Kshpe clustering based on time series shape

Clustering based on segmental statistical features

Overview of Time Series Clustering

Time Series Clustering: An unsupervised learning method for classifying time series data into distinct groups. Clustering methods aim to find similar subsets of data and group them into the same group. For time series data, clustering technology can find sequences with similar characteristics and divide them into the same group, which is helpful for data classification and analysis.
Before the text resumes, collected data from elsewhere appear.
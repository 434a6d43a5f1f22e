//! Small 3D math kit for surface generation and picking
//!
//! # Module Organization
//!
//! - `vec` - Vec2, Vec3, Vec4 and Gram-Schmidt orthonormalization
//! - `mat` - 4x4 affine matrices (row-major, column vector convention)
//! - `ray` - Ray type, ray/triangle intersection

pub mod mat;
pub mod ray;
pub mod vec;

pub use vec::{Vec2, Vec3, Vec4, ortho_normalize};

pub use mat::{
    Mat4,
    mat4_identity, mat4_translation, mat4_rotation, mat4_scale,
    mat4_mul, mat4_transform_point, mat4_transform_direction,
    mat4_inverse_affine,
};

pub use ray::{Ray, ray_triangle_intersect};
There are two types of time series clustering: subsequence clustering and time point clustering. Subsequence clustering is clustering on a series of subsequences extracted in a time series by sliding windows; time point clustering is based on the clustering of the combination of temporal proximity of time points and similarity of corresponding values. Time series clustering usually uses common clustering algorithms such as K-means, Ksahpe, hierarchical clustering, etc.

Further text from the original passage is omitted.